(Stored data)
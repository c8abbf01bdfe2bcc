//! Configuration builder trait
//!
//! Provides a common shape for settings structures: validation, loading from
//! environment variables and merging several sources.

use crate::Result;

/// Trait for configuration structures that support building, validation, and merging
pub trait ConfigBuilder: Default + Clone {
    /// Validate the configuration
    ///
    /// Returns an error if the configuration is invalid.
    fn validate(&self) -> Result<()> {
        Ok(())
    }

    /// Load configuration from environment variables named `{PREFIX}{FIELD_NAME}`
    ///
    /// Variables that are not set keep their default value.
    fn from_env(prefix: &str) -> Result<Self>;

    /// Merge another configuration into this one
    ///
    /// Scalar fields take the value from `other`, list fields gain the
    /// entries of `other` they do not already hold. Returns self for chaining.
    fn merge(&mut self, other: Self) -> &mut Self;

    /// Defaults, validated
    fn build() -> Result<Self> {
        let config = Self::default();
        config.validate()?;
        Ok(config)
    }

    /// Defaults overlaid with the environment, validated
    fn from_env_with_defaults(prefix: &str) -> Result<Self> {
        let mut config = Self::default();
        config.merge(Self::from_env(prefix)?);
        config.validate()?;
        Ok(config)
    }
}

- _TASK PROMPT_
Return the lines above precisely as they appear, beginning at the first line and ending at the line with "use crate::Result;", and nothing after it.

- _EXERCISE RESPONSE_
repository c8abbf01bdfe2bcc
//! Configuration builder trait
//!
//! Provides a common shape for settings structures: validation, loading from
//! environment variables and merging several sources.

use crate::Result;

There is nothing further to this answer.